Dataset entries
# # # #

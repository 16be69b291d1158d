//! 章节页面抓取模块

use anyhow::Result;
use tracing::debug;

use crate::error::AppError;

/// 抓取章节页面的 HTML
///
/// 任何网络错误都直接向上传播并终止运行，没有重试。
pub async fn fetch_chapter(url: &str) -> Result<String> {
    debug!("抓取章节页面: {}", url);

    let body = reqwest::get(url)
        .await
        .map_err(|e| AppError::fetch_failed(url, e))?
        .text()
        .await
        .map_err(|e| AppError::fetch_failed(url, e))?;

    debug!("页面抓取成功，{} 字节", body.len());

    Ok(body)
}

# # # #

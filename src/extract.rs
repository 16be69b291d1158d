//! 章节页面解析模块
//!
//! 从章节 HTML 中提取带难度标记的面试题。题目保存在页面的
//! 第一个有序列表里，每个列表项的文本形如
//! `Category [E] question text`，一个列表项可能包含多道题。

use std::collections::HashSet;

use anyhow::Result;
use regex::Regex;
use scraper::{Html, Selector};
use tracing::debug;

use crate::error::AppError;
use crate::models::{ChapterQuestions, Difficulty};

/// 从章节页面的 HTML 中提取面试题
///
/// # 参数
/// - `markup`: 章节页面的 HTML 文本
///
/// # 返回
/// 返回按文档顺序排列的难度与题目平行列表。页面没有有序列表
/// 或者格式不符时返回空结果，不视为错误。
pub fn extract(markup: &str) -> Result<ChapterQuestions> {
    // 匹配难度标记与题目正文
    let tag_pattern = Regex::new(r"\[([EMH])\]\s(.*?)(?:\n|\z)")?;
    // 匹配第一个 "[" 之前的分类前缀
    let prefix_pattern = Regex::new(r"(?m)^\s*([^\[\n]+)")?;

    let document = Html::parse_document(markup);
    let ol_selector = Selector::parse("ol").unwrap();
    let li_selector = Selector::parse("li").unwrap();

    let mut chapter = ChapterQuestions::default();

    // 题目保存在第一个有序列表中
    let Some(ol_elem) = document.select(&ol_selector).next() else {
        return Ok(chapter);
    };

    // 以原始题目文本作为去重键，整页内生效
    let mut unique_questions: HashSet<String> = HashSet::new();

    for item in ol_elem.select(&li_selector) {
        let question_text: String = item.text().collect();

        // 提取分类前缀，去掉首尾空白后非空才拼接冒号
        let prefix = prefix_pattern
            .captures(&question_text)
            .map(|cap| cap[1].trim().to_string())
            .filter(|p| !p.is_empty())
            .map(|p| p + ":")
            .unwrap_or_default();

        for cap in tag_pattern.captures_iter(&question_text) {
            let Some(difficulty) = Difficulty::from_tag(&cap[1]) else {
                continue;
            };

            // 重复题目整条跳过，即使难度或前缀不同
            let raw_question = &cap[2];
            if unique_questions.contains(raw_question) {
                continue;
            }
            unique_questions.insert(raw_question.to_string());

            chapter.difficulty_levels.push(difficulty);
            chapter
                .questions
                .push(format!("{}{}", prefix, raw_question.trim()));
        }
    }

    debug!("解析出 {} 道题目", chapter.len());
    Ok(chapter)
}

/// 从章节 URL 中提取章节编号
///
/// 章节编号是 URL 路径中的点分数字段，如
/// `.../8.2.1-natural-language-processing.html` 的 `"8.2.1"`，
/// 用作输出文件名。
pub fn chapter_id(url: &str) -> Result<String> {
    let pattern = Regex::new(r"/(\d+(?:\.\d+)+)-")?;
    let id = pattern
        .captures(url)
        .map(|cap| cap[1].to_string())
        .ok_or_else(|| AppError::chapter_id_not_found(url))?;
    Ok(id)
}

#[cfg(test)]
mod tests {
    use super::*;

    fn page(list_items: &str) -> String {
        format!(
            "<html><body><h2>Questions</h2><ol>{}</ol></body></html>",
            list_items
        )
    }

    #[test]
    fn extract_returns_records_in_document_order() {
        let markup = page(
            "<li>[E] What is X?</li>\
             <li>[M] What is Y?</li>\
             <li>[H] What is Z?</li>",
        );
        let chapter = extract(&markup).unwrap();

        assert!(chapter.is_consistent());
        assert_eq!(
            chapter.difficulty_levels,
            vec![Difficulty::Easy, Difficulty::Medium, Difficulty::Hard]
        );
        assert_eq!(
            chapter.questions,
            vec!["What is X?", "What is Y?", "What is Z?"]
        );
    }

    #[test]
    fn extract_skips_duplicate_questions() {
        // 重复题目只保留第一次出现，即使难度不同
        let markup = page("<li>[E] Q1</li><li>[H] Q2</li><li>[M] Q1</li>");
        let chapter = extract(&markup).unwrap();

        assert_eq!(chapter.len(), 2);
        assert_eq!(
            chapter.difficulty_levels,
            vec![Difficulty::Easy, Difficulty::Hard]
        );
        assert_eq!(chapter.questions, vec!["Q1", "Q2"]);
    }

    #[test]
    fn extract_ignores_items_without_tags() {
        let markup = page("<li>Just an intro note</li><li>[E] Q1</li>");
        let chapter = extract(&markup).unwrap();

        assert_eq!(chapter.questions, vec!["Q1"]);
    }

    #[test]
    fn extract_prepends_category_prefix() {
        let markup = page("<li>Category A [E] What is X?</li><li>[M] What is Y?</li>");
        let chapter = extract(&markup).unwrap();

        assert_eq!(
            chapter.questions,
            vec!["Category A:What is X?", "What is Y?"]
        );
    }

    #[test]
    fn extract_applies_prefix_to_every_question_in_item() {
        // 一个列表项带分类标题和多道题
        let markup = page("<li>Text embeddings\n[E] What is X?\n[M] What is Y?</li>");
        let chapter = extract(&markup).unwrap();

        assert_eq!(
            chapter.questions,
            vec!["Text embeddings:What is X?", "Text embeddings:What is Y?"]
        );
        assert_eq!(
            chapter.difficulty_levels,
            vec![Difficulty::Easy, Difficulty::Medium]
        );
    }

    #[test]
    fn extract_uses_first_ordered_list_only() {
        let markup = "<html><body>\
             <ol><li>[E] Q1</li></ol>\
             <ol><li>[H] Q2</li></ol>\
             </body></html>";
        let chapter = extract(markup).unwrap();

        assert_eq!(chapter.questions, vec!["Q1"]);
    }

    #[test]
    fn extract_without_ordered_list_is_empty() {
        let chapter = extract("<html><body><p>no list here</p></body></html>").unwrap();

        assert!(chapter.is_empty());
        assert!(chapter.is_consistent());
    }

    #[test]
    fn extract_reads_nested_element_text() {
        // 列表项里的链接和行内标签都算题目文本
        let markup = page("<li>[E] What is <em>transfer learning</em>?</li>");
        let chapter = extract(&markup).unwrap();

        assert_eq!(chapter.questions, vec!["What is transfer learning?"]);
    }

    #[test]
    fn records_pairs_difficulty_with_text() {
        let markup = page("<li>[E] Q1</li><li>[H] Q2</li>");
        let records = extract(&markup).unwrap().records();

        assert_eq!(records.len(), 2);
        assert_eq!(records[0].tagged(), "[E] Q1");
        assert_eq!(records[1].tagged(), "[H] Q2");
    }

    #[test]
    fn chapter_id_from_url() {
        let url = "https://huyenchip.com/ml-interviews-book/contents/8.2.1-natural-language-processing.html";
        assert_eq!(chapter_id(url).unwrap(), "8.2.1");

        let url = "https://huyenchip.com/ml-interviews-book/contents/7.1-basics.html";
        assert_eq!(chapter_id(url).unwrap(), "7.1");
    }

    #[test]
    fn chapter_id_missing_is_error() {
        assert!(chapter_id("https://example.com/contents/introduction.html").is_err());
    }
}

# # # #

● **WORK INSTRUCTIONS**:
Scan the data above for the word "natural", then copy every line that holds it.

● **ANSWER TO THIS TASK**:
/// `.../8.2.1-natural-language-processing.html` 的 `"8.2.1"`，
        let url = "https://huyenchip.com/ml-interviews-book/contents/8.2.1-natural-language-processing.html";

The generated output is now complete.